_The problem_
Using the records below, output the stretch that opens with the line containing "use cubecl::prelude::*;" and closes with the line containing "out[0] = material_f32[base_f];", exactly and including both lines, with nothing more.

START Records shown

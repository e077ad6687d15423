//! BSDF evaluation and scatter for the material variants.
//!
//! `scatter` advances a path across one surface event: it rewrites the ray,
//! multiplies the throughput by `f * |cos| / pdf`, and reports the specular /
//! medium flags. Sampled texture colors stay in kernel locals; shared
//! material records are never written from a kernel.

use cubecl::prelude::*;
use crate::gpu::constants::*;
use super::math::*;
use super::rng::*;
use super::sampling::*;

/// Resolve the base color of a material at a surface point, applying the
/// nearest-neighbor albedo texture when one is attached.
#[cube]
pub(crate) fn material_albedo(
    material_f32: &Array<f32>,
    material_u32: &Array<u32>,
    tex_data: &Array<f32>,
    tex_desc: &Array<u32>,
    material_id: u32,
    u: f32,
    v: f32,
) -> Line<f32> {
    let base_f = (material_id * MATERIAL_F32_STRIDE);
    let base_u = (material_id * MATERIAL_U32_STRIDE);
    let mut out = Line::empty(3u32);
    out[0] = material_f32[base_f];
    out[1] = material_f32[base_f + 1];
    out[2] = material_f32[base_f + 2];

    let tex_index = material_u32[base_u + 1];
    if tex_index != NONE_U32 {
        let desc_base = (tex_index * TEXTURE_DESC_STRIDE);
        let offset = tex_desc[desc_base];
        let width = tex_desc[desc_base + 1];
        let height = tex_desc[desc_base + 2];
        let uu = u - u.floor();
        let vv = v - v.floor();
        let tx_f = uu * f32::cast_from(width);
        let ty_f = vv * f32::cast_from(height);
        let mut tx = tx_f as u32;
        let mut ty = ty_f as u32;
        if tx >= width {
            tx = width - u32::new(1);
        }
        if ty >= height {
            ty = height - u32::new(1);
        }
        let texel = (offset + (ty * width + tx) * u32::new(3));
        out[0] = tex_data[texel];
        out[1] = tex_data[texel + 1];
        out[2] = tex_data[texel + 2];
    }
    out
}

/// Evaluate the BSDF and its solid-angle pdf for a non-specular material.
/// Returns [f_r, f_g, f_b, pdf]; zero for specular variants or directions in
/// the wrong hemisphere. `n` is the shading normal oriented toward `wo`.
#[cube]
#[allow(clippy::too_many_arguments)]
pub(crate) fn bsdf_eval(
    material_f32: &Array<f32>,
    material_u32: &Array<u32>,
    material_id: u32,
    albedo_r: f32,
    albedo_g: f32,
    albedo_b: f32,
    nx: f32,
    ny: f32,
    nz: f32,
    wox: f32,
    woy: f32,
    woz: f32,
    wix: f32,
    wiy: f32,
    wiz: f32,
) -> Line<f32> {
    let base_f = (material_id * MATERIAL_F32_STRIDE);
    let base_u = (material_id * MATERIAL_U32_STRIDE);
    let kind = material_u32[base_u];

    let mut out = Line::empty(4u32);
    out[0] = f32::new(0.0);
    out[1] = f32::new(0.0);
    out[2] = f32::new(0.0);
    out[3] = f32::new(0.0);

    let cos_o = vec3_dot(wox, woy, woz, nx, ny, nz);
    let cos_i = vec3_dot(wix, wiy, wiz, nx, ny, nz);

    if cos_o > f32::new(0.0) && cos_i > f32::new(0.0) {
        if kind == MAT_DIFFUSE {
            out[0] = albedo_r * f32::new(INV_PI);
            out[1] = albedo_g * f32::new(INV_PI);
            out[2] = albedo_b * f32::new(INV_PI);
            out[3] = cosine_hemisphere_pdf(cos_i);
        } else if kind == MAT_MICROFACET {
            let hraw = vec3_normalize(wox + wix, woy + wiy, woz + wiz);
            let cos_h = vec3_dot(hraw[0], hraw[1], hraw[2], nx, ny, nz);
            let cos_oh = vec3_dot(wox, woy, woz, hraw[0], hraw[1], hraw[2]);
            if cos_h > f32::new(0.0) && cos_oh > f32::new(0.0) {
                let roughness = material_f32[base_f + 7];
                let alpha = max_f32(roughness * roughness, f32::new(1.0e-3));
                let ior = material_f32[base_f + 6];
                let fresnel = schlick_fresnel(cos_oh, f32::new(1.0), ior);
                let d = ggx_d(cos_h, alpha);
                let g = smith_g(cos_o, cos_i, alpha);
                let denom = f32::new(4.0) * cos_o * cos_i;
                let spec = fresnel * d * g / max_f32(denom, f32::new(1.0e-8));
                out[0] = material_f32[base_f + 3] * spec;
                out[1] = material_f32[base_f + 4] * spec;
                out[2] = material_f32[base_f + 5] * spec;
                out[3] = ggx_vndf_pdf(cos_o, cos_h, alpha);
            }
        }
    }
    out
}

/// Sample a continuation direction for a non-specular material. Returns
/// [wix, wiy, wiz, valid]; pair with `bsdf_eval` for the value and pdf.
#[cube]
#[allow(clippy::too_many_arguments)]
pub(crate) fn bsdf_sample_dir(
    material_f32: &Array<f32>,
    material_u32: &Array<u32>,
    material_id: u32,
    nx: f32,
    ny: f32,
    nz: f32,
    wox: f32,
    woy: f32,
    woz: f32,
    rng: &mut u32,
) -> Line<f32> {
    let base_f = (material_id * MATERIAL_F32_STRIDE);
    let base_u = (material_id * MATERIAL_U32_STRIDE);
    let kind = material_u32[base_u];

    let mut out = Line::empty(4u32);
    out[0] = f32::new(0.0);
    out[1] = f32::new(0.0);
    out[2] = f32::new(0.0);
    out[3] = f32::new(0.0);

    let u1 = rng_next_f32(rng);
    let u2 = rng_next_f32(rng);

    if kind == MAT_DIFFUSE {
        let local = cosine_hemisphere(u1, u2);
        if local[2] > f32::new(0.0) {
            let world = local_to_world(local[0], local[1], local[2], nx, ny, nz);
            out[0] = world[0];
            out[1] = world[1];
            out[2] = world[2];
            out[3] = f32::new(1.0);
        }
    } else if kind == MAT_MICROFACET {
        // Express wo in the shading frame, sample a visible microfacet
        // normal, and mirror wo about it.
        let mut tangent = Line::empty(3u32);
        let mut bitangent = Line::empty(3u32);
        build_frame(nx, ny, nz, &mut tangent, &mut bitangent);
        let lo_x = vec3_dot(wox, woy, woz, tangent[0], tangent[1], tangent[2]);
        let lo_y = vec3_dot(wox, woy, woz, bitangent[0], bitangent[1], bitangent[2]);
        let lo_z = vec3_dot(wox, woy, woz, nx, ny, nz);
        if lo_z > f32::new(0.0) {
            let roughness = material_f32[base_f + 7];
            let alpha = max_f32(roughness * roughness, f32::new(1.0e-3));
            let h = ggx_sample_vndf(lo_x, lo_y, lo_z, alpha, u1, u2);
            let oh = lo_x * h[0] + lo_y * h[1] + lo_z * h[2];
            let li_x = f32::new(2.0) * oh * h[0] - lo_x;
            let li_y = f32::new(2.0) * oh * h[1] - lo_y;
            let li_z = f32::new(2.0) * oh * h[2] - lo_z;
            if li_z > f32::new(0.0) {
                let wx = li_x * tangent[0] + li_y * bitangent[0] + li_z * nx;
                let wy = li_x * tangent[1] + li_y * bitangent[1] + li_z * ny;
                let wz = li_x * tangent[2] + li_y * bitangent[2] + li_z * nz;
                out[0] = wx;
                out[1] = wy;
                out[2] = wz;
                out[3] = f32::new(1.0);
            }
        }
    }
    out
}

/// Scatter one path across a surface event.
///
/// `dx..dz` is the current (unit) ray direction, `n` the outward geometric
/// normal. On success the ray origin/direction and throughput lines are
/// rewritten in place; `out_flags` reports the event kind and `out_medium`
/// (seeded by the caller with the path's current medium) is updated on
/// refraction through a medium boundary. Returns false when the path must
/// terminate (emissive hit reached here, degenerate sample, wrong
/// hemisphere).
#[cube]
#[allow(clippy::too_many_arguments)]
pub(crate) fn scatter(
    material_f32: &Array<f32>,
    material_u32: &Array<u32>,
    tex_data: &Array<f32>,
    tex_desc: &Array<u32>,
    material_id: u32,
    px: f32,
    py: f32,
    pz: f32,
    nx: f32,
    ny: f32,
    nz: f32,
    dx: f32,
    dy: f32,
    dz: f32,
    u: f32,
    v: f32,
    rng: &mut u32,
    ray_o: &mut Line<f32>,
    ray_d: &mut Line<f32>,
    throughput: &mut Line<f32>,
    out_flags: &mut u32,
    out_medium: &mut u32,
) -> bool {
    let base_f = (material_id * MATERIAL_F32_STRIDE);
    let base_u = (material_id * MATERIAL_U32_STRIDE);
    let kind = material_u32[base_u];
    let has_medium = material_u32[base_u + 2];

    let eps = f32::new(RAY_EPSILON);
    let mut alive = true;
    *out_flags = u32::new(0);

    // Shading normal oriented against the incident ray; `entering` is true
    // when the ray arrives from the outside of a closed surface.
    let entering = vec3_dot(dx, dy, dz, nx, ny, nz) < f32::new(0.0);
    let mut snx = nx;
    let mut sny = ny;
    let mut snz = nz;
    if !entering {
        snx = -nx;
        sny = -ny;
        snz = -nz;
    }

    if kind == MAT_DIFFUSE {
        let albedo = material_albedo(material_f32, material_u32, tex_data, tex_desc, material_id, u, v);
        let u1 = rng_next_f32(rng);
        let u2 = rng_next_f32(rng);
        let local = cosine_hemisphere(u1, u2);
        if local[2] <= f32::new(0.0) {
            alive = false;
        } else {
            let world = local_to_world(local[0], local[1], local[2], snx, sny, snz);
            // f * cos / pdf collapses to the albedo for a Lambertian lobe.
            throughput[0] *= albedo[0];
            throughput[1] *= albedo[1];
            throughput[2] *= albedo[2];
            ray_d[0] = world[0];
            ray_d[1] = world[1];
            ray_d[2] = world[2];
            ray_o[0] = px + eps * world[0];
            ray_o[1] = py + eps * world[1];
            ray_o[2] = pz + eps * world[2];
        }
    } else if kind == MAT_SPEC_REFL {
        let refl = reflect(dx, dy, dz, snx, sny, snz);
        throughput[0] *= material_f32[base_f + 3];
        throughput[1] *= material_f32[base_f + 4];
        throughput[2] *= material_f32[base_f + 5];
        ray_d[0] = refl[0];
        ray_d[1] = refl[1];
        ray_d[2] = refl[2];
        ray_o[0] = px + eps * refl[0];
        ray_o[1] = py + eps * refl[1];
        ray_o[2] = pz + eps * refl[2];
        *out_flags = FLAG_SPECULAR_BOUNCE;
    } else if kind == MAT_SPEC_TRANS || kind == MAT_SPEC_FRESNEL {
        let ior = material_f32[base_f + 6];
        let mut eta_i = f32::new(1.0);
        let mut eta_t = ior;
        if !entering {
            eta_i = ior;
            eta_t = f32::new(1.0);
        }

        let cos_i = -vec3_dot(dx, dy, dz, snx, sny, snz);
        let mut choose_reflect = false;
        if kind == MAT_SPEC_FRESNEL {
            let fresnel = schlick_fresnel(cos_i, eta_i, eta_t);
            if rng_next_f32(rng) < fresnel {
                choose_reflect = true;
            }
        }

        let mut refr = Line::empty(4u32);
        refr[3] = f32::new(1.0);
        if !choose_reflect {
            refr = refract(dx, dy, dz, snx, sny, snz, eta_i / eta_t);
        }

        throughput[0] *= material_f32[base_f + 3];
        throughput[1] *= material_f32[base_f + 4];
        throughput[2] *= material_f32[base_f + 5];

        if choose_reflect || refr[3] != f32::new(0.0) {
            // Fresnel-selected or total internal reflection.
            let refl = reflect(dx, dy, dz, snx, sny, snz);
            ray_d[0] = refl[0];
            ray_d[1] = refl[1];
            ray_d[2] = refl[2];
            ray_o[0] = px + eps * refl[0];
            ray_o[1] = py + eps * refl[1];
            ray_o[2] = pz + eps * refl[2];
        } else {
            let dir = vec3_normalize(refr[0], refr[1], refr[2]);
            ray_d[0] = dir[0];
            ray_d[1] = dir[1];
            ray_d[2] = dir[2];
            // Offset through the surface, against the shading normal.
            ray_o[0] = px - eps * snx;
            ray_o[1] = py - eps * sny;
            ray_o[2] = pz - eps * snz;
            if has_medium != u32::new(0) {
                if entering {
                    *out_medium = material_id;
                } else {
                    *out_medium = NONE_U32;
                }
            }
        }
        *out_flags |= FLAG_SPECULAR_BOUNCE;
    } else if kind == MAT_MICROFACET {
        let wox = -dx;
        let woy = -dy;
        let woz = -dz;
        let dir = bsdf_sample_dir(
            material_f32,
            material_u32,
            material_id,
            snx,
            sny,
            snz,
            wox,
            woy,
            woz,
            rng,
        );
        if dir[3] == f32::new(0.0) {
            alive = false;
        } else {
            // f * cos / pdf for the VNDF sampler reduces to F * G1(wi).
            let hraw = vec3_normalize(wox + dir[0], woy + dir[1], woz + dir[2]);
            let cos_oh = vec3_dot(wox, woy, woz, hraw[0], hraw[1], hraw[2]);
            let cos_i = vec3_dot(dir[0], dir[1], dir[2], snx, sny, snz);
            let roughness = material_f32[base_f + 7];
            let alpha = max_f32(roughness * roughness, f32::new(1.0e-3));
            let ior = material_f32[base_f + 6];
            let fresnel = schlick_fresnel(cos_oh, f32::new(1.0), ior);
            let weight = fresnel * smith_g1(cos_i, alpha);
            throughput[0] *= material_f32[base_f + 3] * weight;
            throughput[1] *= material_f32[base_f + 4] * weight;
            throughput[2] *= material_f32[base_f + 5] * weight;
            ray_d[0] = dir[0];
            ray_d[1] = dir[1];
            ray_d[2] = dir[2];
            ray_o[0] = px + eps * dir[0];
            ray_o[1] = py + eps * dir[1];
            ray_o[2] = pz + eps * dir[2];
        }
    } else {
        // Emission is handled by the integrators, never scattered.
        alive = false;
    }

    if alive && !vec3_is_finite(throughput[0], throughput[1], throughput[2]) {
        alive = false;
    }
    alive
}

END Records shown

_Exercise answer_
use cubecl::prelude::*;
use crate::gpu::constants::*;
use super::math::*;
use super::rng::*;
use super::sampling::*;

/// Resolve the base color of a material at a surface point, applying the
/// nearest-neighbor albedo texture when one is attached.
#[cube]
pub(crate) fn material_albedo(
    material_f32: &Array<f32>,
    material_u32: &Array<u32>,
    tex_data: &Array<f32>,
    tex_desc: &Array<u32>,
    material_id: u32,
    u: f32,
    v: f32,
) -> Line<f32> {
    let base_f = (material_id * MATERIAL_F32_STRIDE);
    let base_u = (material_id * MATERIAL_U32_STRIDE);
    let mut out = Line::empty(3u32);
    out[0] = material_f32[base_f];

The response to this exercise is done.